Ich habe gerade einen Artikel zum Thema Freistellungsauftrag gelesen und musste schmunzeln, weil ich diese Woche genau das Thema mit drei Mandanten durchgekaut habe. Als Steuerberater sehe ich das jeden Tag, aber bei meinem eigenen Depot bin ich manchmal auch zu bequem.
Die Sache ist ja die: Der Sparerpauschbetrag liegt aktuell bei 1000 Euro für Singles und 2000 Euro für Verheiratete. Klingt erst mal simpel. Aber in der Praxis haben viele Leute drei, vier oder mehr Depots und Konten verteilt bei verschiedenen Banken. Da wird es dann schnell unübersichtlich.
Ich persönlich habe mein Hauptdepot bei einer Direktbank, dort läuft mein MSCI World ETF Sparplan. Dann noch ein Tagesgeldkonto bei einer anderen Bank mit ganz ordentlichen Zinsen im Moment, und ein kleineres Depot für deutsche Dividendenwerte. Das Problem: Wenn ich den Freistellungsauftrag nicht vernünftig verteile, verschenke ich bares Geld.
Meine Frage an euch: Wie handhabt ihr das konkret? Verteilt ihr den Freibetrag prozentual nach erwarteten Erträgen, oder stellt ihr einfach pauschal gleiche Beträge ein? Ich habe mir angewöhnt, einmal im Jahr im Dezember durchzurechnen, wo wieviel Zinsen und Dividenden anfallen werden, und passe dann für das nächste Jahr an. Kostet mich vielleicht eine Stunde Zeit, spart aber locker ein paar hundert Euro Steuern.

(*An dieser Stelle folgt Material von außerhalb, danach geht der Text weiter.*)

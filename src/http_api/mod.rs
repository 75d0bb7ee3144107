use std::{net::SocketAddr, sync::Arc};

use axum::{
    Json, Router,
    extract::{Path, State},
    http::{StatusCode, header},
    response::{IntoResponse, Response},
    routing::{get, post},
};
use chrono::NaiveDate;
use parking_lot::RwLock;
use serde::{Deserialize, Serialize};
use serde_json::json;
use tracing::{info, warn};

use crate::{
    AuthError, AuthProvider, ExportError, Hatim, HatimId, HatimPatch, HatimStats, HatimStore,
    SessionUser, StoreError, calculate_reading_progress, calculate_stats,
    export::{self, PdfExport},
    grid::{self, ScheduledDay},
};

#[derive(Clone)]
pub struct AppState {
    store: Arc<RwLock<HatimStore>>,
    auth: Arc<dyn AuthProvider>,
}

impl AppState {
    pub fn new(store: HatimStore, auth: Arc<dyn AuthProvider>) -> Self {
        Self {
            store: Arc::new(RwLock::new(store)),
            auth,
        }
    }

    pub fn with_shared(store: Arc<RwLock<HatimStore>>, auth: Arc<dyn AuthProvider>) -> Self {
        Self { store, auth }
    }

    fn store(&self) -> Arc<RwLock<HatimStore>> {
        self.store.clone()
    }

    /// The in-memory copy when loaded, otherwise the owner's copy.
    fn find_hatim(&self, id: &HatimId) -> Option<Hatim> {
        let guard = self.store.read();
        guard.get(id).cloned().or_else(|| guard.load(id))
    }

    fn require_hatim(&self, id: &HatimId) -> Result<Hatim, ApiError> {
        self.find_hatim(id)
            .ok_or_else(|| ApiError::not_found(format!("hatim {id} not found")))
    }
}

#[derive(Debug, Serialize)]
struct ErrorBody<'a> {
    error: &'a str,
    message: String,
}

#[derive(Debug)]
enum ApiError {
    NotFound(String),
    Invalid(String),
    Unauthorized(String),
    Internal(String),
}

impl ApiError {
    fn not_found(message: impl Into<String>) -> Self {
        ApiError::NotFound(message.into())
    }

    fn internal(message: impl Into<String>) -> Self {
        ApiError::Internal(message.into())
    }
}

impl From<StoreError> for ApiError {
    fn from(value: StoreError) -> Self {
        match value {
            StoreError::Validation(err) => ApiError::Invalid(err.to_string()),
            StoreError::NotFound(id) => ApiError::not_found(format!("hatim {id} not found")),
            StoreError::Persistence(err) => ApiError::internal(err.to_string()),
        }
    }
}

impl From<ExportError> for ApiError {
    fn from(value: ExportError) -> Self {
        match value {
            ExportError::Validation(err) => ApiError::Invalid(err.to_string()),
            other => ApiError::internal(other.to_string()),
        }
    }
}

impl From<AuthError> for ApiError {
    fn from(value: AuthError) -> Self {
        match value {
            AuthError::InvalidCredentials => ApiError::Unauthorized(value.to_string()),
            AuthError::EmailTaken(_)
            | AuthError::InvalidEmail(_)
            | AuthError::WeakPassword { .. } => ApiError::Invalid(value.to_string()),
            AuthError::Persistence(err) => ApiError::internal(err.to_string()),
        }
    }
}

impl IntoResponse for ApiError {
    fn into_response(self) -> Response {
        let (status, error, message) = match self {
            ApiError::NotFound(message) => (StatusCode::NOT_FOUND, "not_found", message),
            ApiError::Invalid(message) => (StatusCode::BAD_REQUEST, "invalid_request", message),
            ApiError::Unauthorized(message) => (StatusCode::UNAUTHORIZED, "unauthorized", message),
            ApiError::Internal(message) => {
                (StatusCode::INTERNAL_SERVER_ERROR, "internal_error", message)
            }
        };
        (status, Json(ErrorBody { error, message })).into_response()
    }
}

#[derive(Debug, Deserialize)]
struct CredentialsPayload {
    email: String,
    password: String,
}

#[derive(Debug, Deserialize)]
struct CreateHatimPayload {
    #[serde(default)]
    name: String,
}

#[derive(Debug, Serialize)]
pub struct StatsResponse {
    pub stats: HatimStats,
    pub reading_progress: f64,
}

#[derive(Debug, Serialize)]
pub struct TrackedParticipant {
    pub index: usize,
    pub full_name: String,
    pub pages: u32,
    pub days: Vec<ScheduledDay>,
}

/// Participant self-service view of a hatim.
#[derive(Debug, Serialize)]
pub struct TrackingView {
    pub id: HatimId,
    pub name: String,
    pub start_date: Option<NaiveDate>,
    pub end_date: Option<NaiveDate>,
    pub participants: Vec<TrackedParticipant>,
}

#[derive(Debug, Serialize, Deserialize)]
pub struct CheckedDayResponse {
    pub checked: bool,
}

pub fn router(state: AppState) -> Router {
    Router::new()
        .route("/health", get(health))
        .route("/auth/signup", post(sign_up))
        .route("/auth/signin", post(sign_in))
        .route("/auth/signout", post(sign_out))
        .route("/auth/me", get(current_user))
        .route("/hatims", get(list_hatims).post(create_hatim))
        .route(
            "/hatims/:id",
            get(get_hatim).patch(update_hatim).delete(delete_hatim),
        )
        .route("/hatims/:id/stats", get(hatim_stats))
        .route("/hatims/:id/export/spreadsheet", get(export_spreadsheet))
        .route("/hatims/:id/export/pdf", get(export_schedule_pdf))
        .route("/hatims/:id/export/pdf/:index", get(export_personal_pdf))
        .route("/takip/:id", get(tracking_view))
        .route(
            "/takip/:id/participants/:index/days/:date",
            post(toggle_checked_day),
        )
        .with_state(state)
}

pub async fn serve(addr: SocketAddr, state: AppState) -> std::io::Result<()> {
    let app = router(state);
    let listener = tokio::net::TcpListener::bind(addr).await?;
    axum::serve(listener, app).await
}

async fn health() -> impl IntoResponse {
    Json(json!({ "status": "ok" }))
}

async fn sign_up(
    State(state): State<AppState>,
    Json(payload): Json<CredentialsPayload>,
) -> Result<(StatusCode, Json<SessionUser>), ApiError> {
    let user = state.auth.sign_up(&payload.email, &payload.password)?;
    Ok((StatusCode::CREATED, Json(user)))
}

async fn sign_in(
    State(state): State<AppState>,
    Json(payload): Json<CredentialsPayload>,
) -> Result<Json<SessionUser>, ApiError> {
    let user = state.auth.sign_in(&payload.email, &payload.password)?;
    let store = state.store();
    {
        let mut guard = store.write();
        guard.begin_session(Some(user.clone()));
        guard.load_all();
    }
    Ok(Json(user))
}

async fn sign_out(State(state): State<AppState>) -> Result<StatusCode, ApiError> {
    state.auth.sign_out()?;
    let store = state.store();
    {
        let mut guard = store.write();
        guard.begin_session(None);
        guard.load_all();
    }
    Ok(StatusCode::NO_CONTENT)
}

async fn current_user(State(state): State<AppState>) -> Json<Option<SessionUser>> {
    Json(state.auth.current_user())
}

async fn list_hatims(State(state): State<AppState>) -> Json<Vec<Hatim>> {
    let store = state.store();
    let hatims = {
        let mut guard = store.write();
        guard.load_all().to_vec()
    };
    Json(hatims)
}

async fn create_hatim(
    State(state): State<AppState>,
    payload: Option<Json<CreateHatimPayload>>,
) -> Result<(StatusCode, Json<Hatim>), ApiError> {
    let name = payload.map(|Json(p)| p.name).unwrap_or_default();
    let store = state.store();
    let created = {
        let mut guard = store.write();
        let id = guard.create(&name)?;
        guard
            .get(&id)
            .cloned()
            .ok_or_else(|| ApiError::internal("hatim not found after creation"))?
    };
    Ok((StatusCode::CREATED, Json(created)))
}

async fn get_hatim(
    State(state): State<AppState>,
    Path(id): Path<HatimId>,
) -> Result<Json<Hatim>, ApiError> {
    state.require_hatim(&id).map(Json)
}

async fn update_hatim(
    State(state): State<AppState>,
    Path(id): Path<HatimId>,
    Json(patch): Json<HatimPatch>,
) -> Result<Json<Hatim>, ApiError> {
    let mut current = state.require_hatim(&id)?;
    let store = state.store();
    {
        let mut guard = store.write();
        guard.update(&id, patch.clone())?;
    }
    current.apply(&patch);
    Ok(Json(current))
}

async fn delete_hatim(
    State(state): State<AppState>,
    Path(id): Path<HatimId>,
) -> Result<StatusCode, ApiError> {
    let store = state.store();
    {
        let mut guard = store.write();
        guard.delete(&id)?;
    }
    Ok(StatusCode::NO_CONTENT)
}

async fn hatim_stats(
    State(state): State<AppState>,
    Path(id): Path<HatimId>,
) -> Result<Json<StatsResponse>, ApiError> {
    let hatim = state.require_hatim(&id)?;
    Ok(Json(StatsResponse {
        stats: calculate_stats(&hatim.participants),
        reading_progress: calculate_reading_progress(
            &hatim.participants,
            hatim.start_date,
            hatim.end_date,
        ),
    }))
}

async fn export_spreadsheet(
    State(state): State<AppState>,
    Path(id): Path<HatimId>,
) -> Result<Response, ApiError> {
    let hatim = state.require_hatim(&id)?;
    let document = export::build_spreadsheet(&hatim)?;
    let bytes = document.to_csv_bytes()?;
    info!(hatim_id = %id, rows = document.rows.len(), "exported spreadsheet");
    let disposition = format!("attachment; filename=\"{}\"", document.file_name);
    Ok((
        [
            (header::CONTENT_TYPE, "text/csv; charset=utf-8".to_string()),
            (header::CONTENT_DISPOSITION, disposition),
        ],
        bytes,
    )
        .into_response())
}

async fn export_schedule_pdf(
    State(state): State<AppState>,
    Path(id): Path<HatimId>,
) -> Result<Json<PdfExport>, ApiError> {
    let hatim = state.require_hatim(&id)?;
    Ok(Json(export::build_schedule_pdf(&hatim)?))
}

async fn export_personal_pdf(
    State(state): State<AppState>,
    Path((id, index)): Path<(HatimId, usize)>,
) -> Result<Json<PdfExport>, ApiError> {
    let hatim = state.require_hatim(&id)?;
    Ok(Json(export::build_personal_pdf(&hatim, index)?))
}

async fn tracking_view(
    State(state): State<AppState>,
    Path(id): Path<HatimId>,
) -> Result<Json<TrackingView>, ApiError> {
    let hatim = state.require_hatim(&id)?;
    let participants = hatim
        .participants
        .iter()
        .enumerate()
        .map(|(index, participant)| TrackedParticipant {
            index,
            full_name: participant.full_name.clone(),
            pages: participant.pages,
            // without a date range there are no days to track yet
            days: grid::participant_schedule(&hatim, index).unwrap_or_default(),
        })
        .collect();
    Ok(Json(TrackingView {
        id: hatim.id,
        name: hatim.name,
        start_date: hatim.start_date,
        end_date: hatim.end_date,
        participants,
    }))
}

async fn toggle_checked_day(
    State(state): State<AppState>,
    Path((id, index, date)): Path<(HatimId, usize, NaiveDate)>,
) -> Result<Json<CheckedDayResponse>, ApiError> {
    let store = state.store();
    let checked = {
        let mut guard = store.write();
        guard.toggle_checked_day(&id, index, date).inspect_err(|err| {
            warn!(hatim_id = %id, index, %date, error = %err, "checked day toggle rejected");
        })?
    };
    Ok(Json(CheckedDayResponse { checked }))
}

Ein Mandant von mir hatte neulich tatsächlich bei einer Bank einen Freistellungsauftrag über 1500 Euro liegen, obwohl dort nur 200 Euro Zinsen anfielen. Bei seiner anderen Bank mit 1200 Euro Dividenden hatte er gar keinen Auftrag. Der hat dann rund 250 Euro zu viel Abgeltungssteuer gezahlt. Kann man zwar über die Steuererklärung zurückholen, aber wer will schon freiwillig dem Finanzamt einen zinslosen Kredit geben?
Was sind eure Erfahrungen damit? Gibt es Tools oder Tricks, die ihr nutzt?